• grafiti pek çok dünya ülkesinde sokak sanatı sayılır, saygı duyulur ve muhafaza edilir. grafiti şehrin, halkın, sokağın kendini ifade alanıdır. toplumun, bölgenin, ülkenin kimliğiyle ilgili bilgi verir; halkın söylemlerini, isteklerini, fikirlerini ölümsüzleştirir, sıkıcı ve renksiz şehir hayatına renk katar, düz trenleri, düz duvarları, düz sokakları düzlükten arındırır, karakter kazandırır.

    ülkemizde ve şehrimizdeyse pislik sayılır ve 55 bin liraya leke gibi temizlenir.

    edit: mesaj yağmış. sanat nedir biliyor musun gibi çıkışlar mevcut. zorla cevap yazdım:
    grafiti kendini ifade edecek yer bulamayanların, ifade edemeyenlerin, yolsuzların, sessizlerin sesidir, imgesidir ve illegaldir ve alayınıza gider. sen kendini bmw ile ifade edersin, mesleğinle, çocuğunla, sosyal statünle, yediğinle, içtiğinle,evinle, kariyerinle, yaptığın tatille ifade edersin, sokaktaki adam kafasına göre ifade eder. çünkü yolsuzdur, sesi, söz hakkı yoktur.
    trenin, kaportanın üstüne, duvara, kaldırıma, bulduğu her yere dilediği mesajı gömer.
    ister liseli olur "elektriği kestik, ilk gördüğün ışığa gel" yazar, ister gerilla sanatçıdır, kavramları silkeler atar, sanatı sorgulatır, ister grafik sanatçısıdır pratik yapar, canı sıkılır duvara çizer. evet, aykırılıktır zaar.
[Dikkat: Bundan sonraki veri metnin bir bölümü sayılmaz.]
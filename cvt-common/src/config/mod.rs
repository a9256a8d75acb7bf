//! Cluster configuration.
//!
//! Values are layered, lowest precedence first: built-in defaults, a TOML
//! file, then `CVT_*` environment variables. The binary applies command-line
//! flags last. Every environment override is recorded with its origin so
//! `cvt -v` can explain where a setting came from.
//!
//! ```toml
//! [cluster]
//! user = "cluster.user"
//! roles = ["scheduler"]
//! shared_home = "/shared/home"
//!
//! [timeouts]
//! jobs = "30m"
//! poll_interval = "1s"
//! ```

pub mod env;
pub mod source;
pub mod validate;

use std::path::{Path, PathBuf};
use std::time::Duration;

use serde::{Deserialize, Serialize};
use tracing::{debug, info};

use crate::errors::ErrorCode;

pub use env::{EnvError, EnvParser};
pub use source::{ConfigSource, ConfigValueSource, Sourced};
pub use validate::{ConfigWarning, Severity, validate_config};

/// Variable naming an explicit config file.
pub const CONFIG_PATH_VAR: &str = "CVT_CONFIG";

#[derive(Debug, thiserror::Error)]
pub enum ConfigError {
    #[error("failed to read config file {}: {source}", path.display())]
    Read {
        path: PathBuf,
        #[source]
        source: std::io::Error,
    },

    #[error("failed to parse config file {}: {source}", path.display())]
    Parse {
        path: PathBuf,
        #[source]
        source: toml::de::Error,
    },

    #[error("invalid environment overrides:\n{}", join_lines(.0))]
    Env(Vec<EnvError>),

    #[error("invalid configuration:\n{}", join_lines(.0))]
    Invalid(Vec<ConfigWarning>),

    #[error("{field} is not configured; set it in the config file or via {env_var}")]
    Missing {
        field: &'static str,
        env_var: &'static str,
    },
}

impl ConfigError {
    pub fn code(&self) -> ErrorCode {
        match self {
            Self::Read { .. } => ErrorCode::ConfigReadError,
            Self::Parse { .. } => ErrorCode::ConfigParseError,
            Self::Env(_) => ErrorCode::ConfigEnvError,
            Self::Invalid(_) | Self::Missing { .. } => ErrorCode::ConfigValidationError,
        }
    }
}

fn join_lines<T: std::fmt::Display>(items: &[T]) -> String {
    items
        .iter()
        .map(|item| format!("  - {item}"))
        .collect::<Vec<_>>()
        .join("\n")
}

/// Durations in the file are humantime strings (`"90s"`, `"30m"`).
mod duration_str {
    use serde::{Deserialize, Deserializer, Serializer};
    use std::time::Duration;

    pub fn serialize<S: Serializer>(value: &Duration, serializer: S) -> Result<S::Ok, S::Error> {
        serializer.serialize_str(&humantime::format_duration(*value).to_string())
    }

    pub fn deserialize<'de, D: Deserializer<'de>>(deserializer: D) -> Result<Duration, D::Error> {
        let raw = String::deserialize(deserializer)?;
        super::env::parse_duration(&raw).map_err(serde::de::Error::custom)
    }
}

#[derive(Debug, Clone, PartialEq, Eq, Serialize, Deserialize)]
#[serde(default, deny_unknown_fields)]
pub struct ClusterSection {
    /// Account the scheduler suite submits jobs as.
    pub user: String,
    /// Roles assigned to this node, e.g. `scheduler` or `execute`.
    pub roles: Vec<String>,
    /// Parent of the per-user home directories on the shared filesystem.
    pub shared_home: PathBuf,
}

impl Default for ClusterSection {
    fn default() -> Self {
        Self {
            user: String::new(),
            roles: Vec::new(),
            shared_home: PathBuf::from("/shared/home"),
        }
    }
}

#[derive(Debug, Clone, PartialEq, Eq, Serialize, Deserialize)]
#[serde(default, deny_unknown_fields)]
pub struct SchedulerSection {
    pub bin_dir: PathBuf,
    /// Windows installs live elsewhere and need forward slashes.
    pub windows_bin_dir: String,
    /// Submit description to copy into the user's home instead of the
    /// bundled sleep job.
    pub submit_file: Option<PathBuf>,
}

impl Default for SchedulerSection {
    fn default() -> Self {
        Self {
            bin_dir: PathBuf::from("/opt/condor/current/bin"),
            windows_bin_dir: "c:/condor/bin".to_string(),
            submit_file: None,
        }
    }
}

#[derive(Debug, Clone, PartialEq, Eq, Serialize, Deserialize)]
#[serde(default, deny_unknown_fields)]
pub struct MountSection {
    /// Mount points that must be NFS on execute nodes.
    pub required: Vec<String>,
}

impl Default for MountSection {
    fn default() -> Self {
        Self {
            required: vec!["/shared".to_string(), "/sched".to_string()],
        }
    }
}

#[derive(Debug, Clone, PartialEq, Eq, Serialize, Deserialize)]
#[serde(default, deny_unknown_fields)]
pub struct TimeoutSection {
    #[serde(with = "duration_str")]
    pub schedd_ready: Duration,
    #[serde(with = "duration_str")]
    pub node_registration: Duration,
    /// Execute nodes can join the pool minutes before they accept work.
    #[serde(with = "duration_str")]
    pub jobs: Duration,
    #[serde(with = "duration_str")]
    pub poll_interval: Duration,
    /// Kill any single scheduler command that runs longer than this.
    #[serde(default, skip_serializing_if = "Option::is_none")]
    pub command: Option<u64>,
}

impl TimeoutSection {
    pub fn command_timeout(&self) -> Option<Duration> {
        self.command.map(Duration::from_secs)
    }
}

impl Default for TimeoutSection {
    fn default() -> Self {
        Self {
            schedd_ready: Duration::from_secs(60),
            node_registration: Duration::from_secs(5 * 60),
            jobs: Duration::from_secs(30 * 60),
            poll_interval: Duration::from_secs(1),
            command: None,
        }
    }
}

#[derive(Debug, Clone, PartialEq, Eq, Serialize, Deserialize)]
#[serde(default, deny_unknown_fields)]
pub struct HarnessSection {
    /// Where per-check logs and command artifacts are written.
    pub artifacts_dir: PathBuf,
    pub cleanup_on_success: bool,
    pub cleanup_on_failure: bool,
}

impl Default for HarnessSection {
    fn default() -> Self {
        Self {
            artifacts_dir: std::env::temp_dir().join("cvt"),
            cleanup_on_success: true,
            cleanup_on_failure: false,
        }
    }
}

/// Everything the checks need to know about the cluster.
#[derive(Debug, Clone, Default, PartialEq, Eq, Serialize, Deserialize)]
#[serde(default, deny_unknown_fields)]
pub struct ClusterConfig {
    pub cluster: ClusterSection,
    pub scheduler: SchedulerSection,
    pub mounts: MountSection,
    pub timeouts: TimeoutSection,
    pub harness: HarnessSection,
}

/// A loaded configuration plus how it was assembled.
#[derive(Debug, Clone)]
pub struct LoadedConfig {
    pub config: ClusterConfig,
    /// File the base values came from, if any.
    pub file: Option<PathBuf>,
    /// Settings replaced by environment variables.
    pub overrides: Vec<ConfigValueSource>,
    /// Non-fatal validation findings.
    pub warnings: Vec<ConfigWarning>,
}

impl ClusterConfig {
    pub fn from_toml_str(content: &str, origin: &Path) -> Result<Self, ConfigError> {
        let mut config: Self = toml::from_str(content).map_err(|source| ConfigError::Parse {
            path: origin.to_path_buf(),
            source,
        })?;
        config.expand_paths();
        Ok(config)
    }

    pub fn from_file(path: &Path) -> Result<Self, ConfigError> {
        let content = std::fs::read_to_string(path).map_err(|source| ConfigError::Read {
            path: path.to_path_buf(),
            source,
        })?;
        Self::from_toml_str(&content, path)
    }

    /// `<config_dir>/cvt/config.toml`, e.g. `~/.config/cvt/config.toml`.
    pub fn default_path() -> Option<PathBuf> {
        dirs::config_dir().map(|dir| dir.join("cvt").join("config.toml"))
    }

    /// Load and validate the configuration.
    ///
    /// `explicit` (from `--config`) and `CVT_CONFIG` must point at a readable
    /// file; the default location is optional. Environment overrides are
    /// applied on top, and any `Error`-severity finding fails the load.
    pub fn load(explicit: Option<&Path>) -> Result<LoadedConfig, ConfigError> {
        let env_path = std::env::var_os(CONFIG_PATH_VAR)
            .filter(|v| !v.is_empty())
            .map(|v| PathBuf::from(shellexpand::tilde(&v.to_string_lossy()).into_owned()));

        let (mut config, file) = match explicit.map(Path::to_path_buf).or(env_path) {
            Some(path) => (Self::from_file(&path)?, Some(path)),
            None => match Self::default_path().filter(|p| p.is_file()) {
                Some(path) => (Self::from_file(&path)?, Some(path)),
                None => (Self::default(), None),
            },
        };

        match &file {
            Some(path) => info!(path = %path.display(), "Loaded configuration file"),
            None => debug!("No configuration file found; using defaults"),
        }

        let mut parser = EnvParser::new();
        let overrides = config.apply_env(&mut parser);
        if parser.has_errors() {
            return Err(ConfigError::Env(parser.take_errors()));
        }

        let warnings = validate_config(&config);
        if warnings.iter().any(|w| w.severity == Severity::Error) {
            return Err(ConfigError::Invalid(
                warnings
                    .into_iter()
                    .filter(|w| w.severity == Severity::Error)
                    .collect(),
            ));
        }

        Ok(LoadedConfig {
            config,
            file,
            overrides,
            warnings,
        })
    }

    /// Replace values with `CVT_*` environment variables where set.
    ///
    /// Parse errors are left in `parser`; the current value is kept for any
    /// variable that fails to parse.
    pub fn apply_env(&mut self, parser: &mut EnvParser) -> Vec<ConfigValueSource> {
        let mut overrides = Vec::new();

        fn record<T: std::fmt::Debug>(
            overrides: &mut Vec<ConfigValueSource>,
            key: &'static str,
            sourced: &Sourced<T>,
        ) -> bool {
            if sourced.is_env() {
                overrides.push(ConfigValueSource {
                    key,
                    value: format!("{:?}", sourced.value),
                    source: sourced.source,
                    env_var: sourced.env_var.clone(),
                });
                true
            } else {
                false
            }
        }

        let user = parser.get_string("CLUSTER_USER", &self.cluster.user);
        if record(&mut overrides, "cluster.user", &user) {
            self.cluster.user = user.value;
        }

        let roles = parser.get_string_list("ROLES", self.cluster.roles.clone());
        if record(&mut overrides, "cluster.roles", &roles) {
            self.cluster.roles = roles.value;
        }

        let shared_home = parser.get_path(
            "SHARED_HOME",
            &self.cluster.shared_home.to_string_lossy(),
        );
        if record(&mut overrides, "cluster.shared_home", &shared_home) {
            self.cluster.shared_home = shared_home.value;
        }

        let bin_dir = parser.get_path(
            "CONDOR_BIN_DIR",
            &self.scheduler.bin_dir.to_string_lossy(),
        );
        if record(&mut overrides, "scheduler.bin_dir", &bin_dir) {
            self.scheduler.bin_dir = bin_dir.value;
        }

        let submit_file = parser.get_optional_string("SUBMIT_FILE");
        if record(&mut overrides, "scheduler.submit_file", &submit_file) {
            self.scheduler.submit_file = submit_file
                .value
                .map(|p| PathBuf::from(shellexpand::tilde(&p).into_owned()));
        }

        let mounts = parser.get_string_list("REQUIRED_MOUNTS", self.mounts.required.clone());
        if record(&mut overrides, "mounts.required", &mounts) {
            self.mounts.required = mounts.value;
        }

        let timeouts = &mut self.timeouts;
        for (name, key, slot) in [
            ("SCHEDD_TIMEOUT", "timeouts.schedd_ready", &mut timeouts.schedd_ready),
            (
                "NODE_TIMEOUT",
                "timeouts.node_registration",
                &mut timeouts.node_registration,
            ),
            ("JOBS_TIMEOUT", "timeouts.jobs", &mut timeouts.jobs),
            ("POLL_INTERVAL", "timeouts.poll_interval", &mut timeouts.poll_interval),
        ] {
            let value = parser.get_duration(name, *slot);
            if record(&mut overrides, key, &value) {
                *slot = value.value;
            }
        }

        let command = parser.get_u64_range(
            "COMMAND_TIMEOUT_SECS",
            timeouts.command.unwrap_or(0),
            0,
            24 * 60 * 60,
        );
        if record(&mut overrides, "timeouts.command", &command) {
            timeouts.command = (command.value > 0).then_some(command.value);
        }

        let artifacts = parser.get_path(
            "ARTIFACTS_DIR",
            &self.harness.artifacts_dir.to_string_lossy(),
        );
        if record(&mut overrides, "harness.artifacts_dir", &artifacts) {
            self.harness.artifacts_dir = artifacts.value;
        }

        let keep = parser.get_bool("KEEP_ARTIFACTS", !self.harness.cleanup_on_success);
        if record(&mut overrides, "harness.cleanup_on_success", &keep) {
            self.harness.cleanup_on_success = !keep.value;
        }

        for item in &overrides {
            debug!(key = item.key, env_var = ?item.env_var, value = %item.value, "Environment override");
        }
        overrides
    }

    fn expand_paths(&mut self) {
        let expand = |p: &Path| PathBuf::from(shellexpand::tilde(&p.to_string_lossy()).into_owned());
        self.cluster.shared_home = expand(&self.cluster.shared_home);
        self.scheduler.bin_dir = expand(&self.scheduler.bin_dir);
        self.harness.artifacts_dir = expand(&self.harness.artifacts_dir);
        if let Some(file) = &self.scheduler.submit_file {
            self.scheduler.submit_file = Some(expand(file));
        }
    }

    /// Whether this node was given `role`.
    pub fn has_role(&self, role: &str) -> bool {
        self.cluster.roles.iter().any(|r| r == role)
    }

    /// The cluster user, required by anything that submits jobs.
    pub fn cluster_user(&self) -> Result<&str, ConfigError> {
        let user = self.cluster.user.trim();
        if user.is_empty() {
            Err(ConfigError::Missing {
                field: "cluster.user",
                env_var: "CVT_CLUSTER_USER",
            })
        } else {
            Ok(user)
        }
    }

    /// `<shared_home>/<user>`.
    pub fn user_home(&self) -> Result<PathBuf, ConfigError> {
        Ok(self.cluster.shared_home.join(self.cluster_user()?))
    }
}

#[cfg(test)]
pub(crate) fn env_test_lock() -> std::sync::MutexGuard<'static, ()> {
    use std::sync::{Mutex, OnceLock};

    static ENV_LOCK: OnceLock<Mutex<()>> = OnceLock::new();
    ENV_LOCK
        .get_or_init(|| Mutex::new(()))
        .lock()
        .unwrap_or_else(|poisoned| poisoned.into_inner())
}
    kısaca yüzeyler halkındır, istediğini yazar çizer. camını sildiklerim suratına suratına patlatılan reklamlara, metre metre afişlere, ağzından salya akarak izlediği görüntülere, seslere, mesajlara, neonlara, hayatına mütemadiyen zorla sokulan "satın al amına kodumun salağı" mesajlarına bel bel bakıp içine içine alıyor ve gıkı çıkmıyor, grafiti bok gibiymiş, trenin camıymış, vandalizmmiş. ne yerseniz yiyin, afiyet olsun.